Why are we musicians often surprised, and disappointed, by how we sound? While playing, it can be hard to be aware of exactly what sounds you’re making. Maybe you’re distracted by the complicated mechanics of your fingers, or maybe the music sounds different under your ears. In the moment, while you’re playing, it’s hard to hear objectively.
Although it can be painful, recording is an important and necessary part of any musician’s life. We make tapes to send to festivals, competitions, and schools. Choosing which recording to use can be a grueling task—none that you make will be perfect, and the more you listen to them, the more flaws you will discover. What a demoralizing process. Coming to terms with how you really sound is never easy.
I used to be hesitant to record myself during practice sessions. Not only was I afraid of the outcome, I was also worried that by recording myself I was somehow cheating. What about the great musicians of the past? David Oistrakh and Nathan Milstein didn’t have the luxury of popping in their earbuds and listening to snippets of the Bach lesson they recorded on their iPhones.
But eventually, I decided that the more information I had about my playing, the better. I began to record large chunks of my practice sessions, even my scales. At first I would wince during playback, as I realized how many details I’d allowed to slip by. But these hours of discomfort paid off surprisingly quickly. After a few days of recording, I began to hear these problems as I was playing. I would notice uneven string crossings and indelicate phrase endings before I had even played back the recording. I realized that the act of recording myself was actually improving my listening in general.

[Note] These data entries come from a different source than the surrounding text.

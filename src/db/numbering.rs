//! Per-team game numbers. A completed game's number for a team is its
//! position among that team's completed games in the season, ordered by
//! date then id; the type number restarts for each game type. Numbers are
//! recomputed for the whole season, so loading dates out of order or twice
//! lands on the same result.

use sqlx::{Row, SqliteConnection};
use std::collections::HashMap;

#[derive(Debug, Clone, PartialEq, Eq)]
pub struct CompletedGame {
    pub id: String,
    pub date: String,
    pub game_type: String,
    pub home_team_id: String,
    pub away_team_id: String,
}

#[derive(Debug, Clone, Copy, Default, PartialEq, Eq)]
pub struct GameNumbers {
    pub home_game_number: i32,
    pub away_game_number: i32,
    pub home_type_number: i32,
    pub away_type_number: i32,
}

pub fn number_season(games: &[CompletedGame]) -> HashMap<String, GameNumbers> {
    let mut ordered: Vec<&CompletedGame> = games.iter().collect();
    ordered.sort_by(|a, b| a.date.cmp(&b.date).then_with(|| a.id.cmp(&b.id)));

    let mut per_team: HashMap<&str, i32> = HashMap::new();
    let mut per_type: HashMap<(&str, &str), i32> = HashMap::new();
    let mut numbered = HashMap::with_capacity(ordered.len());
    for g in ordered {
        let (home_game_number, home_type_number) =
            bump(&mut per_team, &mut per_type, &g.home_team_id, &g.game_type);
        let (away_game_number, away_type_number) =
            bump(&mut per_team, &mut per_type, &g.away_team_id, &g.game_type);
        numbered.insert(
            g.id.clone(),
            GameNumbers { home_game_number, away_game_number, home_type_number, away_type_number },
        );
    }
    numbered
}

fn bump<'a>(
    per_team: &mut HashMap<&'a str, i32>,
    per_type: &mut HashMap<(&'a str, &'a str), i32>,
    team: &'a str,
    game_type: &'a str,
) -> (i32, i32) {
    let n = per_team.entry(team).or_default();
    *n += 1;
    let t = per_type.entry((team, game_type)).or_default();
    *t += 1;
    (*n, *t)
}

/// Rewrite game numbers for every game in `season`.
pub async fn renumber_season(conn: &mut SqliteConnection, season: &str) -> sqlx::Result<()> {
    let rows = sqlx::query(
        "SELECT id, game_date, game_type, home_team_id, away_team_id
         FROM games WHERE season = ? AND status = 'completed'",
    )
    .bind(season)
    .fetch_all(&mut *conn)
    .await?;

    let games: Vec<CompletedGame> = rows
        .iter()
        .map(|row| CompletedGame {
            id: row.get("id"),
            date: row.get("game_date"),
            game_type: row.get("game_type"),
            home_team_id: row.get("home_team_id"),
            away_team_id: row.get("away_team_id"),
        })
        .collect();

    sqlx::query(
        "UPDATE games SET home_team_game_number = NULL, away_team_game_number = NULL,
             home_team_game_type_number = NULL, away_team_game_type_number = NULL
         WHERE season = ? AND status != 'completed'",
    )
    .bind(season)
    .execute(&mut *conn)
    .await?;

    for (game_id, n) in number_season(&games) {
        sqlx::query(
            "UPDATE games SET home_team_game_number = ?, away_team_game_number = ?,
                 home_team_game_type_number = ?, away_team_game_type_number = ?
             WHERE id = ?",
        )
        .bind(n.home_game_number)
        .bind(n.away_game_number)
        .bind(n.home_type_number)
        .bind(n.away_type_number)
        .bind(game_id)
        .execute(&mut *conn)
        .await?;
    }
    Ok(())
}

To be a good musician, you must be a good listener. We need to be sensitive to every small detail of our playing and know exactly what it is we want to do with our music. In my experience, nothing else, not even advice from a trusted teacher, is as revealing as listening to myself play. Recording enlightens me to sounds that I don’t want to make, and helps me realize when what I want to express isn’t coming across. These days, I continue to record much of my practice—making me a better listener, and a better musician.